Frontera Audubon honors late conservationist during fundraising event

Mary Jo Tansel, Maurie Haas, and Wayne Schooley

The lawn was aglow and the crowd enjoyed fine wine, soothing jazz sounds and good conversation during Frontera Audubon’s fundraising event Autumn on the Lawn, held on November 16th.

Memories were also shared, along with considerable support and goodwill for the organization.

One guest in particular, Mrs. Mary Jo Tansel, who attended with her husband Wayne Schooley, presented Frontera Audubon with a generous donation to honor the memory of her late son, Michael Cattaruzza.

“He loved wildlife and volunteered a huge amount of his time to the [Frontera] Audubon,” Mrs. Tansel said.

Cattaruzza, who died in 1995, was Frontera Audubon’s conservation director and was part of the early efforts to increase federal funding for the expansion of the Wildlife Corridor.

MIKE CATTARUZZA

Frontera Audubon’s Vice President, Maurie Haas, remembers traveling to Washington, D.C. back in 1993 with Cattaruzza to educate members of Congress on conservation issues and the funding of a federal refuge in the Lower Rio Grande Valley.
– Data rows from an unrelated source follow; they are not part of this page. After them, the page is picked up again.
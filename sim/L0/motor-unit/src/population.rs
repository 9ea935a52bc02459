//! Per-unit intrinsic properties of a motor-unit population.
//!
//! A muscle is modeled as `n` motor units ordered by recruitment. Unit 0 is
//! the smallest: it is recruited first, fires fastest, is weakest and
//! fatigues least. The last unit is the largest. Every property is an
//! exponential (or linear-in-threshold) curve across the unit index, fixed
//! entirely by a handful of population-level parameters.
//!
//! ```text
//! thr[i] = exp(ln(R)  * i / (n - 1))           recruitment threshold, 1 ..= R
//! P[i]   = exp(ln(RP) * i / (n - 1))           peak twitch force,     1 ..= RP
//! ct[i]  = tL * (1 / P[i])^(1 / c)             contraction time (ms), c = ln(RP) / ln(RT)
//! F[i]   = exp(ln(FR) * i / (n - 1)) * (f / FR) * P[i]   nominal fatigability
//! ```
//!
//! All functions here are pure. The pool and fiber models call them once at
//! construction and own the resulting vectors exclusively.
//!
//! # References
//!
//! - Fuglevand, A.J., Winter, D.A., Patla, A.E. (1993). Models of recruitment
//!   and rate coding organization in motor-unit pools.
//! - Potvin, J.R., Fuglevand, A.J. (2017). A motor unit-based model of muscle
//!   fatigue.

use crate::error::{require_positive, MotorUnitError, Result};
use crate::fibers::MuscleFiberConfig;
use crate::pool::MotorNeuronPoolConfig;

#[cfg(feature = "serde")]
use serde::{Deserialize, Serialize};

/// Smallest population the index curves are defined for.
pub const MIN_MOTOR_UNIT_COUNT: usize = 2;
impl MotorNeuronPoolConfig {
    /// Default configuration with the given number of motor neurons.
    #[must_use]
    pub fn with_motor_units(motor_unit_count: usize) -> Self {
        Self {
            motor_unit_count,
            ..Default::default()
        }
    }

    /// Enable or disable adaptation.
    #[must_use]
    pub fn with_fatigue(mut self, apply_fatigue: bool) -> Self {
        self.apply_fatigue = apply_fatigue;
        self
    }

    /// Enable or disable the uniform-excitation firing-rate table.
    #[must_use]
    pub fn with_rate_table(mut self, pre_calc_firing_rates: bool) -> Self {
        self.pre_calc_firing_rates = pre_calc_firing_rates;
        self
    }

    /// Set the firing-rate table grid.
    #[must_use]
    pub fn with_rate_table_grid(mut self, resolution: f64, max_excitation: f64) -> Self {
        self.pre_calc_resolution = resolution;
        self.pre_calc_max = max_excitation;
        self
    }

    /// Set the recruitment threshold range.
    #[must_use]
    pub fn with_max_recruitment_threshold(mut self, threshold: f64) -> Self {
        self.max_recruitment_threshold = threshold;
        self
    }

    /// Excitation at which the last neuron reaches its peak rate.
    ///
    /// Beyond this, more excitation changes nothing.
    #[must_use]
    pub fn max_excitation(&self) -> f64 {
        self.max_recruitment_threshold
            + (self.max_firing_rate_last_unit - self.min_firing_rate) / self.firing_gain
    }

    /// Validate the configuration.
    pub fn validate(&self) -> Result<()> {
        check_motor_unit_count(self.motor_unit_count)?;
        require_positive("max_recruitment_threshold", self.max_recruitment_threshold)?;
        require_positive("firing_gain", self.firing_gain)?;
        require_non_negative("min_firing_rate", self.min_firing_rate)?;
        require_positive("max_firing_rate_first_unit", self.max_firing_rate_first_unit)?;
        require_positive("max_firing_rate_last_unit", self.max_firing_rate_last_unit)?;
        require_non_negative("derecruitment_delta", self.derecruitment_delta)?;
        require_non_negative("adaptation_magnitude", self.adaptation_magnitude)?;
        require_positive("adaptation_time_constant", self.adaptation_time_constant)?;
        require_non_negative("max_duration", self.max_duration)?;
        if self.pre_calc_firing_rates {
            require_positive("pre_calc_resolution", self.pre_calc_resolution)?;
            require_positive("pre_calc_max", self.pre_calc_max)?;
        }
        Ok(())
    }
}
“I remember the long days marching the halls of the House and Senate office buildings to keep our 40-plus appointments,” Haas said. “We both had our unique points of view—we made a great team.”
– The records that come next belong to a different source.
//! Force curves for motor units and contractile elements.
//!
//! # Force-Frequency Relationship
//!
//! A motor unit's force depends on how fast it is stimulated relative to its
//! twitch contraction time. The normalized stimulus rate
//!
//! ```text
//! s = CT (ms) · f (Hz) / 1000
//! ```
//!
//! is mapped to a fraction of full tetanic fusion. Above `s = 0.4` the
//! Fuglevand (1993) sigmoid `1 − exp(−2 s³)` applies. Below it, force rises
//! linearly to meet the sigmoid at 0.4.
//!
//! ```text
//!  1.0 ┤                      ______________
//!      │                 ___/
//!      │              _/
//!      │            /     sigmoid
//!  sPr ┤ ─ ─ ─ ─ ─ ●
//!      │       __/   linear
//!    0 ┼──/────────┬───────────────────────
//!      0          0.4                  s
//! ```
//!
//! # Contractile Element Curves
//!
//! Two auxiliary Hill-type multipliers are provided for callers that couple
//! the population force to a physics engine. Passive elements, tendon and
//! pennation are left to the host simulator.
//!
//! # References
//!
//! - Fuglevand, A.J., Winter, D.A., Patla, A.E. (1993). Models of recruitment
//!   and rate coding organization in motor-unit pools.
//! - Aubert, X. (1951). Optimal length for force in frog sartorius.

#[cfg(feature = "serde")]
use serde::{Deserialize, Serialize};

/// Normalized stimulus rate below which the force-frequency curve is linear.
pub const LINEAR_STIMULUS_LIMIT: f64 = 0.4;

/// Sigmoid force fraction `1 − exp(−2 s³)`.
fn sigmoid_force(normalized_rate: f64) -> f64 {
    1.0 - (-2.0 * normalized_rate.powi(3)).exp()
}

/// Normalized stimulus rate of a unit with the given contraction time (ms)
/// firing at `firing_rate` (Hz).
#[must_use]
pub fn normalized_stimulus_rate(contraction_time: f64, firing_rate: f64) -> f64 {
    contraction_time * (firing_rate / 1000.0)
}

/// Fraction of peak twitch force produced at a normalized stimulus rate.
///
/// Monotonically non-decreasing in `normalized_rate`. Returns 0 at 0 and
/// approaches 1 for high rates.
#[must_use]
pub fn normalized_force(normalized_rate: f64) -> f64 {
    if normalized_rate <= LINEAR_STIMULUS_LIMIT {
        let at_limit = sigmoid_force(LINEAR_STIMULUS_LIMIT);
        at_limit * (normalized_rate / LINEAR_STIMULUS_LIMIT)
    } else {
        sigmoid_force(normalized_rate)
    }
}

/// Contractile element force-length multiplier.
///
/// A gaussian-like bell in the length normalized to *rest* length (not to
/// optimal length, as Anderson and others do), peaking at
/// `peak_force_length`:
///
/// ```text
/// F_l = exp(−w · |L / L_rest − L_peak|³)
/// ```
#[derive(Debug, Clone, Copy, PartialEq)]
#[cfg_attr(feature = "serde", derive(Serialize, Deserialize))]
pub struct ContractileForceLengthCurve {
    /// Width factor `w`. Larger values narrow the curve.
    pub curve_width_factor: f64,

    /// Ratio of the length of maximum force to rest length.
    pub peak_force_length: f64,
}

impl Default for ContractileForceLengthCurve {
    fn default() -> Self {
        Self {
            curve_width_factor: 17.33,
            peak_force_length: 1.10, // Aubert 1951
        }
    }
}

impl ContractileForceLengthCurve {
    /// Create a force-length curve with custom parameters.
    #[must_use]
    pub fn new(curve_width_factor: f64, peak_force_length: f64) -> Self {
        Self {
            curve_width_factor: curve_width_factor.max(0.0),
            peak_force_length,
        }
    }

    /// Fraction of maximum contractile force at `current_length`.
    ///
    /// Returns a value in `(0, 1]`, 1 at the peak force length.
    #[must_use]
    pub fn evaluate(&self, rest_length: f64, current_length: f64) -> f64 {
        let normalized_length = current_length / rest_length;
        let distance = (normalized_length - self.peak_force_length).abs();
        (-self.curve_width_factor * distance.powi(3)).exp()
    }
}

/// Contractile element force-velocity multiplier.
///
/// A sigmoid in normalized shortening velocity. It falls toward 0 for fast
/// shortening, is ≈1 when isometric, and rises toward
/// `max_eccentric_multiple` when lengthening.
#[derive(Debug, Clone, Copy, PartialEq)]
#[cfg_attr(feature = "serde", derive(Serialize, Deserialize))]
pub struct ContractileForceVelocityCurve {
    /// Shortening velocity (rest lengths per second) used for normalization.
    pub max_velocity: f64,

    /// Force multiple approached during fast lengthening.
    pub max_eccentric_multiple: f64,
}

impl Default for ContractileForceVelocityCurve {
    fn default() -> Self {
        Self {
            max_velocity: 3.0,
            max_eccentric_multiple: 1.8,
        }
    }
}

impl ContractileForceVelocityCurve {
    /// Create a force-velocity curve with custom parameters.
    #[must_use]
    pub fn new(max_velocity: f64, max_eccentric_multiple: f64) -> Self {
        Self {
            max_velocity: max_velocity.abs().max(f64::EPSILON),
            max_eccentric_multiple: max_eccentric_multiple.max(1.0),
        }
    }

    /// Force multiplier for a shortening velocity in rest lengths per second.
    ///
    /// Positive velocity is shortening.
    #[must_use]
    pub fn evaluate_velocity(&self, shortening_velocity: f64) -> f64 {
        let normalized_velocity = shortening_velocity / self.max_velocity;
        let exponent = (0.04 - normalized_velocity) / 0.18;
        let m = self.max_eccentric_multiple;
        m - m / (1.0 + exponent.exp())
    }

    /// Force multiplier from two successive muscle lengths `time_step`
    /// seconds apart.
    ///
    /// A non-positive `time_step` is treated as isometric.
    #[must_use]
    pub fn evaluate(
        &self,
        rest_length: f64,
        current_length: f64,
        prev_length: f64,
        time_step: f64,
    ) -> f64 {
        let velocity = if time_step > 0.0 {
            ((prev_length - current_length) / rest_length) / time_step
        } else {
            0.0
        };
        self.evaluate_velocity(velocity)
    }
}

#[cfg(test)]
mod tests {
    use super::*;
    use approx::assert_relative_eq;

    #[test]
    fn test_force_frequency_endpoints() {
        assert_relative_eq!(normalized_force(0.0), 0.0, epsilon = 1e-15);
        assert!(normalized_force(3.0) > 0.999);
        assert!(normalized_force(10.0) <= 1.0);
    }

    #[test]
    fn test_force_frequency_continuous_at_limit() {
        let below = normalized_force(LINEAR_STIMULUS_LIMIT);
        let above = normalized_force(LINEAR_STIMULUS_LIMIT + 1e-12);
        assert_relative_eq!(below, 1.0 - (-2.0 * 0.4_f64.powi(3)).exp(), epsilon = 1e-15);
        assert_relative_eq!(below, above, epsilon = 1e-9);
    }

    #[test]
    fn test_force_frequency_monotonic() {
        let mut previous = normalized_force(0.0);
        for i in 1..=2000 {
            let rate = i as f64 * 0.001;
            let force = normalized_force(rate);
            assert!(force >= previous, "not monotonic at {rate}");
            previous = force;
        }
    }

    #[test]
    fn test_linear_region() {
        let half = normalized_force(0.2);
        let full = normalized_force(0.4);
        assert_relative_eq!(half, full / 2.0, epsilon = 1e-15);
    }

    #[test]
    fn test_stimulus_rate() {
        assert_relative_eq!(normalized_stimulus_rate(90.0, 10.0), 0.9, epsilon = 1e-15);
        assert_relative_eq!(normalized_stimulus_rate(30.0, 0.0), 0.0, epsilon = 1e-15);
    }

    #[test]
    fn test_force_length_peak() {
        let curve = ContractileForceLengthCurve::default();
        assert_relative_eq!(curve.evaluate(1.0, 1.1), 1.0, epsilon = 1e-12);
        assert_relative_eq!(curve.evaluate(0.2, 0.22), 1.0, epsilon = 1e-12);
    }

    #[test]
    fn test_force_length_falls_off() {
        let curve = ContractileForceLengthCurve::default();
        let short = curve.evaluate(1.0, 0.7);
        let long = curve.evaluate(1.0, 1.5);

        assert!(short > 0.0 && short < 1.0);
        assert!(long > 0.0 && long < 1.0);
        // Symmetric about the peak
        assert_relative_eq!(curve.evaluate(1.0, 0.9), curve.evaluate(1.0, 1.3), epsilon = 1e-12);
    }

    #[test]
    fn test_force_velocity_isometric() {
        let curve = ContractileForceVelocityCurve::default();
        let isometric = curve.evaluate(1.0, 1.0, 1.0, 0.01);
        assert_relative_eq!(isometric, 1.0, epsilon = 1e-3);
    }

    #[test]
    fn test_force_velocity_shortening_and_lengthening() {
        let curve = ContractileForceVelocityCurve::default();
        let shortening = curve.evaluate(1.0, 0.99, 1.0, 0.01);
        let lengthening = curve.evaluate(1.0, 1.01, 1.0, 0.01);

        assert!(shortening < 1.0);
        assert!(shortening > 0.0);
        assert!(lengthening > 1.0);
        assert!(lengthening < curve.max_eccentric_multiple);
    }

    #[test]
    fn test_force_velocity_zero_timestep() {
        let curve = ContractileForceVelocityCurve::default();
        assert_relative_eq!(
            curve.evaluate(1.0, 0.5, 1.0, 0.0),
            curve.evaluate_velocity(0.0),
            epsilon = 1e-15
        );
    }
}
Haas remembers she and Cattaruzza were introduced by Congressman Kika de la Garza to a House Subcommittee on Natural Resources.

“It was the highlight of our week, and we were the first private conservation group in the nation to testify before Congress to get funding for a federal refuge,” she said.

Cattaruzza considered himself to be an advocate rather than an activist.

Mary Lou Campbell and Maurie Haas speak about Michael Cattaruzza during Autumn on the Lawn.

In the September 1993 issue of Frontera Audubon’s newsletter, “The Altamira,” Cattaruzza wrote: “The advocate speaks for that which cannot speak for itself. The advocate speaks with an authority that arises from a sense of ownership; in this case, of the natural heritage common to all of us in the Valley. Discovery of one’s authority to speak lends strength to the advocate.

“As long as we have a voice, we can each speak, in whatever tone the situation requires on behalf of our stake in the natural world that supports our own,” he said.

Haas said Cattaruzza was a true advocate for land conservation and natural history.

“He was straightforward and rational, and yet had a big heart and wonderful soul, and he is still greatly missed,” she said. “We hope to continue to honor his memory at Frontera Audubon Society.”